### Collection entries
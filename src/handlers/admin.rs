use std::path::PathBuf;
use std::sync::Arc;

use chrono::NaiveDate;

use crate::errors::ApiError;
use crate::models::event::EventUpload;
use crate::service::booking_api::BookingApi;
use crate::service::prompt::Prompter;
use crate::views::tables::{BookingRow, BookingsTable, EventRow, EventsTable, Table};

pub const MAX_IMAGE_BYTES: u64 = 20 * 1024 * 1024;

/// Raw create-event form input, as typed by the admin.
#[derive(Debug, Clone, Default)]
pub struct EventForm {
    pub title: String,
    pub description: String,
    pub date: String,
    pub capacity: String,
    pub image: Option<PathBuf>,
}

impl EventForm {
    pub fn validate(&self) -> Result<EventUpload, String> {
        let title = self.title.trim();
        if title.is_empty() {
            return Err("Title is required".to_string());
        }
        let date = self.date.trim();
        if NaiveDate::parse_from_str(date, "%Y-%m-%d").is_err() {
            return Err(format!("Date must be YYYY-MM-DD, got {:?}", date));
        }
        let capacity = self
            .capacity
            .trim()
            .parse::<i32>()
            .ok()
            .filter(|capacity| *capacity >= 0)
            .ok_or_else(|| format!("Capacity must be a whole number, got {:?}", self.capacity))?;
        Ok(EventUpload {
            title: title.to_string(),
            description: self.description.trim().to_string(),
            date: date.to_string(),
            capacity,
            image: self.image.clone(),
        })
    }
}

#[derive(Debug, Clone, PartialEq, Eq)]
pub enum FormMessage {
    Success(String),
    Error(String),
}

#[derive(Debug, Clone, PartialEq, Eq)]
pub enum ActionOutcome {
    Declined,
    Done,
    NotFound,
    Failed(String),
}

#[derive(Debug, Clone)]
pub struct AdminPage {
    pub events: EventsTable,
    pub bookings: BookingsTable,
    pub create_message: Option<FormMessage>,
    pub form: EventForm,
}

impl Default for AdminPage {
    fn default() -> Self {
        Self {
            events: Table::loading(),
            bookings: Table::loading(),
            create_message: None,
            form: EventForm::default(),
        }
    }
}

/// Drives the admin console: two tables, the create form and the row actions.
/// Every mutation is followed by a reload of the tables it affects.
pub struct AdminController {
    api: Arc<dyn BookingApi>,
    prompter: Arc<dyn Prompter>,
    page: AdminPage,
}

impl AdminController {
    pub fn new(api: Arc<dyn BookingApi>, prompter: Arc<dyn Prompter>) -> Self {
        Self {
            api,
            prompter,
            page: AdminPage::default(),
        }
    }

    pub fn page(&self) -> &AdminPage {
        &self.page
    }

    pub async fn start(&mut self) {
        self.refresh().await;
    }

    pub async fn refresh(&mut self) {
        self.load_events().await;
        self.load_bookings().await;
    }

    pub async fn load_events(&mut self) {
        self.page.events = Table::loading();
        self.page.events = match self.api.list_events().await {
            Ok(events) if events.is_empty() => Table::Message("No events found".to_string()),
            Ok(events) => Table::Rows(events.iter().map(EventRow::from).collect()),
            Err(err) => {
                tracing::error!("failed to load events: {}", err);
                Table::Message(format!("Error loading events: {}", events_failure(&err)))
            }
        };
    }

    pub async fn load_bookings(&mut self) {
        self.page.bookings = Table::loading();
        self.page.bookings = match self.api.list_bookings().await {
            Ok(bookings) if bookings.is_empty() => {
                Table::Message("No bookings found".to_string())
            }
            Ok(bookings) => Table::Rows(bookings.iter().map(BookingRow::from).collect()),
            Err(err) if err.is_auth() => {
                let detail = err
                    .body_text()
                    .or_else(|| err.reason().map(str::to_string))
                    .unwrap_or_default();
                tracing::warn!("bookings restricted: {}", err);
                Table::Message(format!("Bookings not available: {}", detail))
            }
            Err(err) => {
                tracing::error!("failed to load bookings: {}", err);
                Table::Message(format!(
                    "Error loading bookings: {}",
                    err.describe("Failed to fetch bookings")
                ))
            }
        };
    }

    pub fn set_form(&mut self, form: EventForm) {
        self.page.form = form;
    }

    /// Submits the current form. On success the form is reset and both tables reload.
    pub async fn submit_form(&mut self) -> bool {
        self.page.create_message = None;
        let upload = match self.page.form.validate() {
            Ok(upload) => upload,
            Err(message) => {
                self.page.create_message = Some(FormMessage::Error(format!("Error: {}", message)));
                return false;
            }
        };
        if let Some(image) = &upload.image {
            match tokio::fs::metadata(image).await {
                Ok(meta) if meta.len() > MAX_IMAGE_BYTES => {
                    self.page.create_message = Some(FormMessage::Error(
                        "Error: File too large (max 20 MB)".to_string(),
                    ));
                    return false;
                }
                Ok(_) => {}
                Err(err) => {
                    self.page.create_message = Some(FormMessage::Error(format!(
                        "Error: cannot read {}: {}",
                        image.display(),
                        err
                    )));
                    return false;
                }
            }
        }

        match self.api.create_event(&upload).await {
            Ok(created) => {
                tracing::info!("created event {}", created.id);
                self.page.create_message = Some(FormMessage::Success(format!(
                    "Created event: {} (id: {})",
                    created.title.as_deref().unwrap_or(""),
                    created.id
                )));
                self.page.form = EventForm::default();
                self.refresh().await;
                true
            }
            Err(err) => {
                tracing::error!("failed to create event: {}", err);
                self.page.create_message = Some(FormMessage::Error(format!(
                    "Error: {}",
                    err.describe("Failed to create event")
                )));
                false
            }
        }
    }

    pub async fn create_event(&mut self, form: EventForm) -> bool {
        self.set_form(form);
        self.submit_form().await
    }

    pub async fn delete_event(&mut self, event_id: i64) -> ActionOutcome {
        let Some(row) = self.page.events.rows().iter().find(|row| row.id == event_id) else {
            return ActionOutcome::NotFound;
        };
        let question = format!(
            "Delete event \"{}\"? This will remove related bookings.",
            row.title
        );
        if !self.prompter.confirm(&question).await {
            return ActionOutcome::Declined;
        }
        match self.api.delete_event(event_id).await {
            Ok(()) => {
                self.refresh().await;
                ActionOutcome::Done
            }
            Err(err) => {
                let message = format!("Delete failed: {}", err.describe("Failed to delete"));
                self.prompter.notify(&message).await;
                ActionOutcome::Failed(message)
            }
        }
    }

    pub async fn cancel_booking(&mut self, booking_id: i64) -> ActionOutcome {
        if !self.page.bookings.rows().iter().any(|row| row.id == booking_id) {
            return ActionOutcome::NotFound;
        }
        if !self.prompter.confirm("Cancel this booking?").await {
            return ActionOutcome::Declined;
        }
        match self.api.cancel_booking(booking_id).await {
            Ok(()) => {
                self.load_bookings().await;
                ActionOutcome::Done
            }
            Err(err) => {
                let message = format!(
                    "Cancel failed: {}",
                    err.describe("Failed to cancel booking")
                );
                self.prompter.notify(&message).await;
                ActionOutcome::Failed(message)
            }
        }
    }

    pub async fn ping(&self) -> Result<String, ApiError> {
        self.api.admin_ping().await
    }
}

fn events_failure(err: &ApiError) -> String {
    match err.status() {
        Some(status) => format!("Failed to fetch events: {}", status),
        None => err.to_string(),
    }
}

### Description of the task
Every entry should be printed again exactly as it stands.

### Output for this exercise
filename src/handlers/admin.rs
use std::path::PathBuf;
use std::sync::Arc;

use chrono::NaiveDate;

use crate::errors::ApiError;
use crate::models::event::EventUpload;
use crate::service::booking_api::BookingApi;
use crate::service::prompt::Prompter;
use crate::views::tables::{BookingRow, BookingsTable, EventRow, EventsTable, Table};

pub const MAX_IMAGE_BYTES: u64 = 20 * 1024 * 1024;

/// Raw create-event form input, as typed by the admin.
#[derive(Debug, Clone, Default)]
pub struct EventForm {
    pub title: String,
    pub description: String,
    pub date: String,
    pub capacity: String,
    pub image: Option<PathBuf>,
}

impl EventForm {
    pub fn validate(&self) -> Result<EventUpload, String> {
        let title = self.title.trim();
        if title.is_empty() {
            return Err("Title is required".to_string());
        }
        let date = self.date.trim();
        if NaiveDate::parse_from_str(date, "%Y-%m-%d").is_err() {
            return Err(format!("Date must be YYYY-MM-DD, got {:?}", date));
        }
        let capacity = self
            .capacity
            .trim()
            .parse::<i32>()
            .ok()
            .filter(|capacity| *capacity >= 0)
            .ok_or_else(|| format!("Capacity must be a whole number, got {:?}", self.capacity))?;
        Ok(EventUpload {
            title: title.to_string(),
            description: self.description.trim().to_string(),
            date: date.to_string(),
            capacity,
            image: self.image.clone(),
        })
    }
}

#[derive(Debug, Clone, PartialEq, Eq)]
pub enum FormMessage {
    Success(String),
    Error(String),
}

#[derive(Debug, Clone, PartialEq, Eq)]
pub enum ActionOutcome {
    Declined,
    Done,
    NotFound,
    Failed(String),
}

#[derive(Debug, Clone)]
pub struct AdminPage {
    pub events: EventsTable,
    pub bookings: BookingsTable,
    pub create_message: Option<FormMessage>,
    pub form: EventForm,
}

impl Default for AdminPage {
    fn default() -> Self {
        Self {
            events: Table::loading(),
            bookings: Table::loading(),
            create_message: None,
            form: EventForm::default(),
        }
    }
}

/// Drives the admin console: two tables, the create form and the row actions.
/// Every mutation is followed by a reload of the tables it affects.
pub struct AdminController {
    api: Arc<dyn BookingApi>,
    prompter: Arc<dyn Prompter>,
    page: AdminPage,
}

impl AdminController {
    pub fn new(api: Arc<dyn BookingApi>, prompter: Arc<dyn Prompter>) -> Self {
        Self {
            api,
            prompter,
            page: AdminPage::default(),
        }
    }

    pub fn page(&self) -> &AdminPage {
        &self.page
    }

    pub async fn start(&mut self) {
        self.refresh().await;
    }

    pub async fn refresh(&mut self) {
        self.load_events().await;
        self.load_bookings().await;
    }

    pub async fn load_events(&mut self) {
        self.page.events = Table::loading();
        self.page.events = match self.api.list_events().await {
            Ok(events) if events.is_empty() => Table::Message("No events found".to_string()),
            Ok(events) => Table::Rows(events.iter().map(EventRow::from).collect()),
            Err(err) => {
                tracing::error!("failed to load events: {}", err);
                Table::Message(format!("Error loading events: {}", events_failure(&err)))
            }
        };
    }

    pub async fn load_bookings(&mut self) {
        self.page.bookings = Table::loading();
        self.page.bookings = match self.api.list_bookings().await {
            Ok(bookings) if bookings.is_empty() => {
                Table::Message("No bookings found".to_string())
            }
            Ok(bookings) => Table::Rows(bookings.iter().map(BookingRow::from).collect()),
            Err(err) if err.is_auth() => {
                let detail = err
                    .body_text()
                    .or_else(|| err.reason().map(str::to_string))
                    .unwrap_or_default();
                tracing::warn!("bookings restricted: {}", err);
                Table::Message(format!("Bookings not available: {}", detail))
            }
            Err(err) => {
                tracing::error!("failed to load bookings: {}", err);
                Table::Message(format!(
                    "Error loading bookings: {}",
                    err.describe("Failed to fetch bookings")
                ))
            }
        };
    }

    pub fn set_form(&mut self, form: EventForm) {
        self.page.form = form;
    }

    /// Submits the current form. On success the form is reset and both tables reload.
    pub async fn submit_form(&mut self) -> bool {
        self.page.create_message = None;
        let upload = match self.page.form.validate() {
            Ok(upload) => upload,
            Err(message) => {
                self.page.create_message = Some(FormMessage::Error(format!("Error: {}", message)));
                return false;
            }
        };
        if let Some(image) = &upload.image {
            match tokio::fs::metadata(image).await {
                Ok(meta) if meta.len() > MAX_IMAGE_BYTES => {
                    self.page.create_message = Some(FormMessage::Error(
                        "Error: File too large (max 20 MB)".to_string(),
                    ));
                    return false;
                }
                Ok(_) => {}
                Err(err) => {
                    self.page.create_message = Some(FormMessage::Error(format!(
                        "Error: cannot read {}: {}",
                        image.display(),
                        err
                    )));
                    return false;
                }
            }
        }

        match self.api.create_event(&upload).await {
            Ok(created) => {
                tracing::info!("created event {}", created.id);
                self.page.create_message = Some(FormMessage::Success(format!(
                    "Created event: {} (id: {})",
                    created.title.as_deref().unwrap_or(""),
                    created.id
                )));
                self.page.form = EventForm::default();
                self.refresh().await;
                true
            }
            Err(err) => {
                tracing::error!("failed to create event: {}", err);
                self.page.create_message = Some(FormMessage::Error(format!(
                    "Error: {}",
                    err.describe("Failed to create event")
                )));
                false
            }
        }
    }

    pub async fn create_event(&mut self, form: EventForm) -> bool {
        self.set_form(form);
        self.submit_form().await
    }

    pub async fn delete_event(&mut self, event_id: i64) -> ActionOutcome {
        let Some(row) = self.page.events.rows().iter().find(|row| row.id == event_id) else {
            return ActionOutcome::NotFound;
        };
        let question = format!(
            "Delete event \"{}\"? This will remove related bookings.",
            row.title
        );
        if !self.prompter.confirm(&question).await {
            return ActionOutcome::Declined;
        }
        match self.api.delete_event(event_id).await {
            Ok(()) => {
                self.refresh().await;
                ActionOutcome::Done
            }
            Err(err) => {
                let message = format!("Delete failed: {}", err.describe("Failed to delete"));
                self.prompter.notify(&message).await;
                ActionOutcome::Failed(message)
            }
        }
    }

    pub async fn cancel_booking(&mut self, booking_id: i64) -> ActionOutcome {
        if !self.page.bookings.rows().iter().any(|row| row.id == booking_id) {
            return ActionOutcome::NotFound;
        }
        if !self.prompter.confirm("Cancel this booking?").await {
            return ActionOutcome::Declined;
        }
        match self.api.cancel_booking(booking_id).await {
            Ok(()) => {
                self.load_bookings().await;
                ActionOutcome::Done
            }
            Err(err) => {
                let message = format!(
                    "Cancel failed: {}",
                    err.describe("Failed to cancel booking")
                );
                self.prompter.notify(&message).await;
                ActionOutcome::Failed(message)
            }
        }
    }

    pub async fn ping(&self) -> Result<String, ApiError> {
        self.api.admin_ping().await
    }
}

fn events_failure(err: &ApiError) -> String {
    match err.status() {
        Some(status) => format!("Failed to fetch events: {}", status),
        None => err.to_string(),
    }
}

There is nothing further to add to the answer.